**Stored items**:
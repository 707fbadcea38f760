//! In-process transport backed by tokio channels.
//!
//! [`MemoryConnector::new`] returns the connector together with a
//! [`MemoryServer`]. Every successful dial shows up on the server as a
//! [`MemoryPeer`], which plays the cable server for that connection: it
//! receives the client's commands and pushes frames, read errors, or an end
//! of stream at the client.
//!
//! ```ignore
//! let (connector, mut server) = MemoryConnector::new();
//! let mut client = Client::new("memory://cable").with_connector(connector);
//! client.serve().await?;
//!
//! let peer = server.accept().await.unwrap();
//! peer.send_frame(&Frame::welcome())?;
//! ```

// Rust guideline compliant 2026-02

use std::sync::{Arc, Mutex};

use async_trait::async_trait;
use tokio::sync::mpsc;

use super::{Connector, FrameSink, FrameSource, TransportPair};
use crate::config::ClientConfig;
use crate::error::ClientError;
use crate::protocol::{Command, Frame};

type Inbound = Result<String, ClientError>;

/// Connector that hands each dialed connection to a [`MemoryServer`].
#[derive(Debug, Clone)]
pub struct MemoryConnector {
    accept_tx: mpsc::UnboundedSender<MemoryPeer>,
    refuse: Arc<Mutex<Option<String>>>,
}

/// Accepts connections dialed through the paired [`MemoryConnector`].
#[derive(Debug)]
pub struct MemoryServer {
    accept_rx: mpsc::UnboundedReceiver<MemoryPeer>,
}

/// Server end of one in-memory connection.
#[derive(Debug)]
pub struct MemoryPeer {
    address: String,
    to_client: mpsc::UnboundedSender<Inbound>,
    from_client: mpsc::UnboundedReceiver<String>,
}

/// Client write half.
#[derive(Debug)]
pub struct MemorySink {
    tx: Option<mpsc::UnboundedSender<String>>,
}

/// Client read half.
#[derive(Debug)]
pub struct MemorySource {
    rx: mpsc::UnboundedReceiver<Inbound>,
}

impl MemoryConnector {
    /// Create a connector and the server that accepts its connections.
    #[must_use]
    pub fn new() -> (Self, MemoryServer) {
        let (accept_tx, accept_rx) = mpsc::unbounded_channel();
        let connector = Self {
            accept_tx,
            refuse: Arc::new(Mutex::new(None)),
        };
        (connector, MemoryServer { accept_rx })
    }

    /// Make subsequent dials fail with `reason` (`None` accepts again).
    pub fn refuse(&self, reason: Option<&str>) {
        if let Ok(mut refuse) = self.refuse.lock() {
            *refuse = reason.map(str::to_string);
        }
    }
}

#[async_trait]
impl Connector for MemoryConnector {
    async fn connect(
        &self,
        address: &str,
        _config: &ClientConfig,
    ) -> Result<TransportPair, ClientError> {
        let refused = self.refuse.lock().ok().and_then(|r| r.clone());
        if let Some(reason) = refused {
            return Err(ClientError::Connect(reason));
        }

        let (to_client, client_rx) = mpsc::unbounded_channel();
        let (client_tx, from_client) = mpsc::unbounded_channel();

        let peer = MemoryPeer {
            address: address.to_string(),
            to_client,
            from_client,
        };
        if self.accept_tx.send(peer).is_err() {
            return Err(ClientError::Connect(format!(
                "no memory server listening for {address}"
            )));
        }

        Ok((
            Box::new(MemorySink {
                tx: Some(client_tx),
            }),
            Box::new(MemorySource { rx: client_rx }),
        ))
    }
}

impl MemoryServer {
    /// Wait for the next dialed connection.
    pub async fn accept(&mut self) -> Option<MemoryPeer> {
        self.accept_rx.recv().await
    }
}

impl MemoryPeer {
    /// Address the client dialed.
    #[must_use]
    pub fn address(&self) -> &str {
        &self.address
    }

    /// Push raw text at the client.
    pub fn send_text(&self, text: impl Into<String>) -> Result<(), ClientError> {
        self.to_client
            .send(Ok(text.into()))
            .map_err(|e| ClientError::Write(format!("client went away: {e}")))
    }

    /// Push an encoded frame at the client.
    pub fn send_frame(&self, frame: &Frame) -> Result<(), ClientError> {
        self.send_text(frame.encode()?)
    }

    /// Make the client's next read fail with `error`.
    pub fn send_error(&self, error: ClientError) -> Result<(), ClientError> {
        self.to_client
            .send(Err(error))
            .map_err(|e| ClientError::Write(format!("client went away: {e}")))
    }

    /// Wait for the next raw text the client wrote. `None` once the client
    /// closed its write side.
    pub async fn recv_text(&mut self) -> Option<String> {
        self.from_client.recv().await
    }

    /// Wait for the next command the client wrote.
    pub async fn recv_command(&mut self) -> Option<Result<Command, ClientError>> {
        let text = self.recv_text().await?;
        Some(serde_json::from_str(&text).map_err(ClientError::from))
    }

    /// End the stream towards the client.
    pub fn close(self) {
        drop(self);
    }
}

#[async_trait]
impl FrameSink for MemorySink {
    async fn send_text(&mut self, text: &str) -> Result<(), ClientError> {
        let tx = self
            .tx
            .as_ref()
            .ok_or_else(|| ClientError::Write("memory sink is closed".into()))?;
        tx.send(text.to_string())
            .map_err(|e| ClientError::Write(format!("memory peer went away: {e}")))
    }

    async fn close(&mut self) -> Result<(), ClientError> {
        self.tx = None;
        Ok(())
    }
}

#[async_trait]
impl FrameSource for MemorySource {
    async fn receive(&mut self) -> Option<Result<String, ClientError>> {
        self.rx.recv().await
    }
}

#[cfg(test)]
mod tests {
    use super::*;

    #[tokio::test]
    async fn test_dial_reaches_server() {
        let (connector, mut server) = MemoryConnector::new();
        let (mut sink, mut source) = connector
            .connect("memory://cable", &ClientConfig::default())
            .await
            .unwrap();

        let mut peer = server.accept().await.unwrap();
        assert_eq!(peer.address(), "memory://cable");

        sink.send_text("hello").await.unwrap();
        assert_eq!(peer.recv_text().await.as_deref(), Some("hello"));

        peer.send_text("world").unwrap();
        assert_eq!(source.receive().await, Some(Ok("world".to_string())));

        peer.close();
        assert_eq!(source.receive().await, None);
    }

    #[tokio::test]
    async fn test_refused_dial_is_connect_error() {
        let (connector, _server) = MemoryConnector::new();
        connector.refuse(Some("connection refused"));

        let result = connector.connect("memory://cable", &ClientConfig::default()).await;
        assert!(matches!(result, Err(ClientError::Connect(msg)) if msg == "connection refused"));
    }

    #[tokio::test]
    async fn test_dial_without_server_is_connect_error() {
        let (connector, server) = MemoryConnector::new();
        drop(server);

        let result = connector.connect("memory://cable", &ClientConfig::default()).await;
        assert!(matches!(result, Err(ClientError::Connect(_))));
    }

    #[tokio::test]
    async fn test_closed_sink_rejects_writes() {
        let (connector, mut server) = MemoryConnector::new();
        let (mut sink, _source) = connector
            .connect("memory://cable", &ClientConfig::default())
            .await
            .unwrap();
        let mut peer = server.accept().await.unwrap();

        sink.close().await.unwrap();
        assert!(matches!(sink.send_text("late").await, Err(ClientError::Write(_))));
        assert_eq!(peer.recv_text().await, None);
    }
}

**WHAT YOU WILL DO**: Output all records exactly, with nothing added or dropped.

**YOUR RESPONSE**:
repository 707fbadcea38f760
//! In-process transport backed by tokio channels.
//!
//! [`MemoryConnector::new`] returns the connector together with a
//! [`MemoryServer`]. Every successful dial shows up on the server as a
//! [`MemoryPeer`], which plays the cable server for that connection: it
//! receives the client's commands and pushes frames, read errors, or an end
//! of stream at the client.
//!
//! ```ignore
//! let (connector, mut server) = MemoryConnector::new();
//! let mut client = Client::new("memory://cable").with_connector(connector);
//! client.serve().await?;
//!
//! let peer = server.accept().await.unwrap();
//! peer.send_frame(&Frame::welcome())?;
//! ```

// Rust guideline compliant 2026-02

use std::sync::{Arc, Mutex};

use async_trait::async_trait;
use tokio::sync::mpsc;

use super::{Connector, FrameSink, FrameSource, TransportPair};
use crate::config::ClientConfig;
use crate::error::ClientError;
use crate::protocol::{Command, Frame};

type Inbound = Result<String, ClientError>;

/// Connector that hands each dialed connection to a [`MemoryServer`].
#[derive(Debug, Clone)]
pub struct MemoryConnector {
    accept_tx: mpsc::UnboundedSender<MemoryPeer>,
    refuse: Arc<Mutex<Option<String>>>,
}

/// Accepts connections dialed through the paired [`MemoryConnector`].
#[derive(Debug)]
pub struct MemoryServer {
    accept_rx: mpsc::UnboundedReceiver<MemoryPeer>,
}

/// Server end of one in-memory connection.
#[derive(Debug)]
pub struct MemoryPeer {
    address: String,
    to_client: mpsc::UnboundedSender<Inbound>,
    from_client: mpsc::UnboundedReceiver<String>,
}

/// Client write half.
#[derive(Debug)]
pub struct MemorySink {
    tx: Option<mpsc::UnboundedSender<String>>,
}

/// Client read half.
#[derive(Debug)]
pub struct MemorySource {
    rx: mpsc::UnboundedReceiver<Inbound>,
}

impl MemoryConnector {
    /// Create a connector and the server that accepts its connections.
    #[must_use]
    pub fn new() -> (Self, MemoryServer) {
        let (accept_tx, accept_rx) = mpsc::unbounded_channel();
        let connector = Self {
            accept_tx,
            refuse: Arc::new(Mutex::new(None)),
        };
        (connector, MemoryServer { accept_rx })
    }

    /// Make subsequent dials fail with `reason` (`None` accepts again).
    pub fn refuse(&self, reason: Option<&str>) {
        if let Ok(mut refuse) = self.refuse.lock() {
            *refuse = reason.map(str::to_string);
        }
    }
}

#[async_trait]
impl Connector for MemoryConnector {
    async fn connect(
        &self,
        address: &str,
        _config: &ClientConfig,
    ) -> Result<TransportPair, ClientError> {
        let refused = self.refuse.lock().ok().and_then(|r| r.clone());
        if let Some(reason) = refused {
            return Err(ClientError::Connect(reason));
        }

        let (to_client, client_rx) = mpsc::unbounded_channel();
        let (client_tx, from_client) = mpsc::unbounded_channel();

        let peer = MemoryPeer {
            address: address.to_string(),
            to_client,
            from_client,
        };
        if self.accept_tx.send(peer).is_err() {
            return Err(ClientError::Connect(format!(
                "no memory server listening for {address}"
            )));
        }

        Ok((
            Box::new(MemorySink {
                tx: Some(client_tx),
            }),
            Box::new(MemorySource { rx: client_rx }),
        ))
    }
}

impl MemoryServer {
    /// Wait for the next dialed connection.
    pub async fn accept(&mut self) -> Option<MemoryPeer> {
        self.accept_rx.recv().await
    }
}

impl MemoryPeer {
    /// Address the client dialed.
    #[must_use]
    pub fn address(&self) -> &str {
        &self.address
    }

    /// Push raw text at the client.
    pub fn send_text(&self, text: impl Into<String>) -> Result<(), ClientError> {
        self.to_client
            .send(Ok(text.into()))
            .map_err(|e| ClientError::Write(format!("client went away: {e}")))
    }

    /// Push an encoded frame at the client.
    pub fn send_frame(&self, frame: &Frame) -> Result<(), ClientError> {
        self.send_text(frame.encode()?)
    }

    /// Make the client's next read fail with `error`.
    pub fn send_error(&self, error: ClientError) -> Result<(), ClientError> {
        self.to_client
            .send(Err(error))
            .map_err(|e| ClientError::Write(format!("client went away: {e}")))
    }

    /// Wait for the next raw text the client wrote. `None` once the client
    /// closed its write side.
    pub async fn recv_text(&mut self) -> Option<String> {
        self.from_client.recv().await
    }

    /// Wait for the next command the client wrote.
    pub async fn recv_command(&mut self) -> Option<Result<Command, ClientError>> {
        let text = self.recv_text().await?;
        Some(serde_json::from_str(&text).map_err(ClientError::from))
    }

    /// End the stream towards the client.
    pub fn close(self) {
        drop(self);
    }
}

#[async_trait]
impl FrameSink for MemorySink {
    async fn send_text(&mut self, text: &str) -> Result<(), ClientError> {
        let tx = self
            .tx
            .as_ref()
            .ok_or_else(|| ClientError::Write("memory sink is closed".into()))?;
        tx.send(text.to_string())
            .map_err(|e| ClientError::Write(format!("memory peer went away: {e}")))
    }

    async fn close(&mut self) -> Result<(), ClientError> {
        self.tx = None;
        Ok(())
    }
}

#[async_trait]
impl FrameSource for MemorySource {
    async fn receive(&mut self) -> Option<Result<String, ClientError>> {
        self.rx.recv().await
    }
}

#[cfg(test)]
mod tests {
    use super::*;

    #[tokio::test]
    async fn test_dial_reaches_server() {
        let (connector, mut server) = MemoryConnector::new();
        let (mut sink, mut source) = connector
            .connect("memory://cable", &ClientConfig::default())
            .await
            .unwrap();

        let mut peer = server.accept().await.unwrap();
        assert_eq!(peer.address(), "memory://cable");

        sink.send_text("hello").await.unwrap();
        assert_eq!(peer.recv_text().await.as_deref(), Some("hello"));

        peer.send_text("world").unwrap();
        assert_eq!(source.receive().await, Some(Ok("world".to_string())));

        peer.close();
        assert_eq!(source.receive().await, None);
    }

    #[tokio::test]
    async fn test_refused_dial_is_connect_error() {
        let (connector, _server) = MemoryConnector::new();
        connector.refuse(Some("connection refused"));

        let result = connector.connect("memory://cable", &ClientConfig::default()).await;
        assert!(matches!(result, Err(ClientError::Connect(msg)) if msg == "connection refused"));
    }

    #[tokio::test]
    async fn test_dial_without_server_is_connect_error() {
        let (connector, server) = MemoryConnector::new();
        drop(server);

        let result = connector.connect("memory://cable", &ClientConfig::default()).await;
        assert!(matches!(result, Err(ClientError::Connect(_))));
    }

    #[tokio::test]
    async fn test_closed_sink_rejects_writes() {
        let (connector, mut server) = MemoryConnector::new();
        let (mut sink, _source) = connector
            .connect("memory://cable", &ClientConfig::default())
            .await
            .unwrap();
        let mut peer = server.accept().await.unwrap();

        sink.close().await.unwrap();
        assert!(matches!(sink.send_text("late").await, Err(ClientError::Write(_))));
        assert_eq!(peer.recv_text().await, None);
    }
}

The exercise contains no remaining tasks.